▶ Activity
When a line of the records contains "struct", copy it.

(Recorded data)
· · · · ·
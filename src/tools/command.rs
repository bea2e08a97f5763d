//! 外部命令发现工具：由 DiscoveryTool 描述（程序 + 参数模板 + 解析器 + 超时）构建
//!
//! 参数模板中 {{target}} 替换为当前目标，{{wordlist}} 替换为字典路径（未设置时该参数被丢弃）；
//! 执行时无 shell，直接 exec program + substituted args，逐行解析 stdout。

use std::path::PathBuf;
use std::time::{Duration, Instant};

use async_trait::async_trait;
use serde::Deserialize;

use crate::recon::RawFinding;
use crate::tools::locate::{expand_home, locate_binary};
use crate::tools::parser::{OutputParser, ParserKind};
use crate::tools::process::{run_streaming, ProcessEnd};
use crate::tools::{DiscoveryContext, ToolAdapter, ToolError};

/// 发现引擎描述（对应配置 [[tools.discovery]]）
#[derive(Debug, Clone, Deserialize, PartialEq, Eq)]
pub struct DiscoveryTool {
    pub name: String,
    /// 程序名（在 PATH 与搜索目录中定位）或路径
    pub program: String,
    #[serde(default)]
    pub args: Vec<String>,
    #[serde(default)]
    pub parser: ParserKind,
    /// 单次调用超时（秒）；未设置时用 [tools] default_timeout_secs
    pub timeout_secs: Option<u64>,
    #[serde(default)]
    pub description: String,
}

impl DiscoveryTool {
    pub fn new(name: &str, program: &str, args: &[&str]) -> Self {
        Self {
            name: name.to_string(),
            program: program.to_string(),
            args: args.iter().map(|a| a.to_string()).collect(),
            parser: ParserKind::Lines,
            timeout_secs: None,
            description: String::new(),
        }
    }

    pub fn with_parser(mut self, parser: ParserKind) -> Self {
        self.parser = parser;
        self
    }

    pub fn with_timeout(mut self, secs: u64) -> Self {
        self.timeout_secs = Some(secs);
        self
    }

    pub fn with_description(mut self, description: &str) -> Self {
        self.description = description.to_string();
        self
    }
}

/// 包装一个外部发现引擎的 ToolAdapter
pub struct CommandTool {
    spec: DiscoveryTool,
    parser: Box<dyn OutputParser>,
    search_paths: Vec<PathBuf>,
    default_timeout: Duration,
}

impl CommandTool {
    pub fn new(spec: DiscoveryTool, search_paths: Vec<PathBuf>, fallback_timeout_secs: u64) -> Self {
        let default_timeout = Duration::from_secs(spec.timeout_secs.unwrap_or(fallback_timeout_secs));
        Self {
            parser: spec.parser.build(),
            spec,
            search_paths,
            default_timeout,
        }
    }

    pub fn spec(&self) -> &DiscoveryTool {
        &self.spec
    }

    /// 替换模板中的 {{target}} / {{wordlist}}
    fn substitute(&self, target: &str, ctx: &DiscoveryContext) -> Vec<String> {
        let wordlist = ctx
            .wordlist
            .as_deref()
            .map(|p| expand_home(p).to_string_lossy().to_string());
        self.spec
            .args
            .iter()
            .filter_map(|tpl| {
                if tpl.contains("{{wordlist}}") {
                    let wl = wordlist.as_ref()?;
                    return Some(tpl.replace("{{wordlist}}", wl).replace("{{target}}", target));
                }
                Some(tpl.replace("{{target}}", target))
            })
            .collect()
    }

    fn collect(&self, lines: &[String], target: &str) -> Vec<RawFinding> {
        lines
            .iter()
            .flat_map(|line| {
                self.parser
                    .parse_line(line, target)
                    .into_iter()
                    .map(move |host| RawFinding::new(host, self.spec.name.clone(), line.clone()))
            })
            .collect()
    }
}

#[async_trait]
impl ToolAdapter for CommandTool {
    fn name(&self) -> &str {
        &self.spec.name
    }

    fn description(&self) -> &str {
        &self.spec.description
    }

    fn default_timeout(&self) -> Duration {
        self.default_timeout
    }

    async fn discover(&self, target: &str, ctx: &DiscoveryContext) -> Result<Vec<RawFinding>, ToolError> {
        let program = locate_binary(&self.spec.program, &self.search_paths)
            .ok_or_else(|| ToolError::Unavailable(format!("{} not found", self.spec.program)))?;
        let args = self.substitute(target, ctx);
        tracing::debug!(tool = %self.spec.name, program = %program.display(), ?args, "discovery tool invoke");

        let start = Instant::now();
        let output = run_streaming(&program, &args, ctx.timeout, &ctx.cancel)
            .await
            .map_err(|e| ToolError::Execution(format!("spawn failed: {e}")))?;
        let findings = self.collect(&output.lines, target);

        match output.end {
            ProcessEnd::Exited { success: true, .. } => Ok(findings),
            ProcessEnd::Exited { code, stderr, .. } => Err(ToolError::Execution(format!(
                "exit {:?}: {}",
                code,
                stderr.trim()
            ))),
            ProcessEnd::TimedOut => Err(ToolError::Timeout {
                after: start.elapsed(),
                partial: findings,
            }),
            ProcessEnd::Cancelled => Err(ToolError::Interrupted { partial: findings }),
        }
    }
}

#[cfg(all(test, unix))]
mod tests {
    use super::*;

    fn sh_tool(name: &str, script: &str) -> CommandTool {
        let spec = DiscoveryTool::new(name, "/bin/sh", &["-c", script]);
        CommandTool::new(spec, Vec::new(), 5)
    }

    #[test]
    fn test_substitute_placeholders() {
        let spec = DiscoveryTool::new("x", "x", &["-d", "{{target}}", "-w", "{{wordlist}}"]);
        let tool = CommandTool::new(spec, Vec::new(), 5);

        let mut ctx = DiscoveryContext::new(Duration::from_secs(1));
        assert_eq!(tool.substitute("example.com", &ctx), vec!["-d", "example.com", "-w"]);

        ctx.wordlist = Some(PathBuf::from("/tmp/words.txt"));
        assert_eq!(
            tool.substitute("example.com", &ctx),
            vec!["-d", "example.com", "-w", "/tmp/words.txt"]
        );
    }

    #[tokio::test]
    async fn test_discover_parses_stdout() {
        let tool = sh_tool("fake", "echo '[INF] starting'; echo www.example.com; echo api.example.com");
        let ctx = DiscoveryContext::new(Duration::from_secs(5));
        let findings = tool.discover("example.com", &ctx).await.unwrap();
        let hosts: Vec<&str> = findings.iter().map(|f| f.hostname.as_str()).collect();
        assert_eq!(hosts, vec!["www.example.com", "api.example.com"]);
        assert!(findings.iter().all(|f| f.tool == "fake"));
    }

    #[tokio::test]
    async fn test_discover_unavailable() {
        let spec = DiscoveryTool::new("ghost", "dsint-no-such-engine", &[]);
        let tool = CommandTool::new(spec, Vec::new(), 5);
        let ctx = DiscoveryContext::new(Duration::from_secs(1));
        assert!(matches!(
            tool.discover("example.com", &ctx).await,
            Err(ToolError::Unavailable(_))
        ));
    }

    #[tokio::test]
    async fn test_discover_nonzero_exit() {
        let tool = sh_tool("broken", "echo www.example.com; echo fatal >&2; exit 2");
        let ctx = DiscoveryContext::new(Duration::from_secs(5));
        match tool.discover("example.com", &ctx).await {
            Err(ToolError::Execution(msg)) => assert!(msg.contains("fatal")),
            other => panic!("unexpected: {other:?}"),
        }
    }

    #[tokio::test]
    async fn test_discover_timeout_returns_partial() {
        let tool = sh_tool("slow", "echo foo.example.com; exec sleep 5");
        let ctx = DiscoveryContext::new(Duration::from_millis(500));
        match tool.discover("example.com", &ctx).await {
            Err(ToolError::Timeout { partial, .. }) => {
                assert_eq!(partial.len(), 1);
                assert_eq!(partial[0].hostname, "foo.example.com");
            }
            other => panic!("unexpected: {other:?}"),
        }
    }
}
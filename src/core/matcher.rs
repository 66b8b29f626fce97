// src/core/matcher.rs
//! Answer lookup for a selected string

use crate::core::knowledge::KnowledgeStore;

/// Find the answer for `query`.
///
/// A record matches when its question contains the query, ignoring case.
/// The direction matters: a short selection like "France" finds the question
/// "Capital of France?", while selecting a whole paragraph that merely
/// contains a question does not. Records are tried in store order and records
/// without correct answers are passed over. The answers of the first hit are
/// joined with newlines.
pub fn find_answer(store: &KnowledgeStore, query: &str) -> Option<String> {
    let needle = query.to_lowercase();

    store
        .iter()
        .filter(|record| record.has_answers())
        .find(|record| record.question.to_lowercase().contains(&needle))
        .map(|record| record.answers.join("\n"))
}
// src/core/input_types.rs
//! Common types and traits for selection and hotkey input

use std::fmt;
use std::time::{Duration, Instant};

/// Captures whatever text the user currently has selected
pub trait SelectionSource {
    /// Best effort: `None` when nothing could be read. Never fails loudly;
    /// the control loop simply tries again on the next tick.
    fn capture_selection(&mut self) -> Option<String>;
}

/// The two global keys the tool reacts to
#[derive(Debug, Clone, Copy, PartialEq, Eq, Hash)]
pub enum Hotkey {
    /// Flip the tooltip on and off
    Toggle,
    /// Quit the program
    Exit,
}

impl fmt::Display for Hotkey {
    fn fmt(&self, f: &mut fmt::Formatter<'_>) -> fmt::Result {
        match self {
            Hotkey::Toggle => f.write_str("CAPS LOCK"),
            Hotkey::Exit => f.write_str("Q"),
        }
    }
}

/// Samples the physical state of global hotkeys
pub trait HotkeySource {
    /// Whether `key` is held down right now
    fn is_down(&mut self, key: Hotkey) -> bool;
}

/// Enabled flag driven by a debounced toggle key
#[derive(Debug, Clone)]
pub struct ToggleState {
    enabled: bool,
    was_down: bool,
    last_toggle: Option<Instant>,
    debounce: Duration,
}

impl ToggleState {
    pub fn new(debounce: Duration) -> Self {
        Self {
            enabled: true,
            was_down: false,
            last_toggle: None,
            debounce,
        }
    }

    pub fn is_enabled(&self) -> bool {
        self.enabled
    }

    /// Feed one key sample. Returns the new enabled state when this sample
    /// is a press edge outside the debounce window, `None` otherwise.
    pub fn observe(&mut self, down: bool, now: Instant) -> Option<bool> {
        let edge = down && !self.was_down;
        self.was_down = down;
        if !edge {
            return None;
        }

        let bouncing = self
            .last_toggle
            .is_some_and(|last| now.saturating_duration_since(last) < self.debounce);
        if bouncing {
            return None;
        }

        self.enabled = !self.enabled;
        self.last_toggle = Some(now);
        Some(self.enabled)
    }
}
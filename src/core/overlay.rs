// src/core/overlay.rs
//! Overlay presentation independent of the windowing backend
//!
//! The presenter owns a single reusable window (the [`OverlaySurface`]) and
//! tracks whether it is on screen and since when. Backends only need to
//! move, fill and show/hide their window; the timing rules live here so they
//! can be exercised without a display.

use std::time::{Duration, Instant};

use tracing::trace;

use crate::error::OverlayError;

/// A screen position in points, origin at the top-left, y growing downward
#[derive(Debug, Clone, Copy, PartialEq)]
pub struct ScreenPoint {
    pub x: f64,
    pub y: f64,
}

impl ScreenPoint {
    pub fn new(x: f64, y: f64) -> Self {
        Self { x, y }
    }

    pub fn offset(self, (dx, dy): (f64, f64)) -> Self {
        Self::new(self.x + dx, self.y + dy)
    }
}

/// Window operations a backend provides for the overlay
pub trait OverlaySurface {
    /// Replace the label text
    fn set_text(&mut self, text: &str) -> Result<(), OverlayError>;

    /// Place the window's top-left corner
    fn move_to(&mut self, top_left: ScreenPoint) -> Result<(), OverlayError>;

    /// Order the window on or off screen without destroying it
    fn set_visible(&mut self, visible: bool) -> Result<(), OverlayError>;

    /// Current pointer location
    fn pointer_location(&self) -> ScreenPoint;

    /// Service pending GUI events without blocking
    fn pump_events(&mut self) -> Result<(), OverlayError>;
}

/// Shows answers next to the pointer and remembers when they appeared
pub struct OverlayPresenter<S: OverlaySurface> {
    surface: S,
    pointer_offset: (f64, f64),
    visible: bool,
    shown_at: Option<Instant>,
}

impl<S: OverlaySurface> OverlayPresenter<S> {
    pub fn new(surface: S, pointer_offset: (f64, f64)) -> Self {
        Self {
            surface,
            pointer_offset,
            visible: false,
            shown_at: None,
        }
    }

    /// Display `text` near the pointer. Showing while already visible only
    /// replaces the text and moves the window.
    pub fn show(&mut self, text: &str, now: Instant) -> Result<(), OverlayError> {
        self.surface.set_text(text)?;
        self.reposition()?;
        if !self.visible {
            self.surface.set_visible(true)?;
            self.visible = true;
        }
        self.shown_at = Some(now);
        Ok(())
    }

    /// Take the window off screen; nothing happens when it is already hidden
    pub fn hide(&mut self) -> Result<(), OverlayError> {
        if self.visible {
            self.surface.set_visible(false)?;
            self.visible = false;
        }
        self.shown_at = None;
        Ok(())
    }

    pub fn reposition(&mut self) -> Result<(), OverlayError> {
        let target = self.surface.pointer_location().offset(self.pointer_offset);
        trace!("Overlay at ({:.0}, {:.0})", target.x, target.y);
        self.surface.move_to(target)
    }

    pub fn refresh(&mut self) -> Result<(), OverlayError> {
        self.surface.pump_events()
    }

    pub fn is_visible(&self) -> bool {
        self.visible
    }

    pub fn shown_at(&self) -> Option<Instant> {
        self.shown_at
    }

    /// True once a visible overlay has been up for at least `duration`
    pub fn expired(&self, now: Instant, duration: Duration) -> bool {
        match (self.visible, self.shown_at) {
            (true, Some(shown_at)) => now.saturating_duration_since(shown_at) >= duration,
            _ => false,
        }
    }

    pub fn surface(&self) -> &S {
        &self.surface
    }

    #[cfg(test)]
    pub(crate) fn surface_mut(&mut self) -> &mut S {
        &mut self.surface
    }
}
// src/core/mod.rs
pub mod control_loop;
pub mod input_types;
pub mod knowledge;
pub mod matcher;
pub mod overlay;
· · · · ·
▶ Finished task
pub struct DiscoveryTool {
pub struct CommandTool {
pub struct ToggleState {
pub struct ScreenPoint {
pub struct OverlayPresenter<S: OverlaySurface> {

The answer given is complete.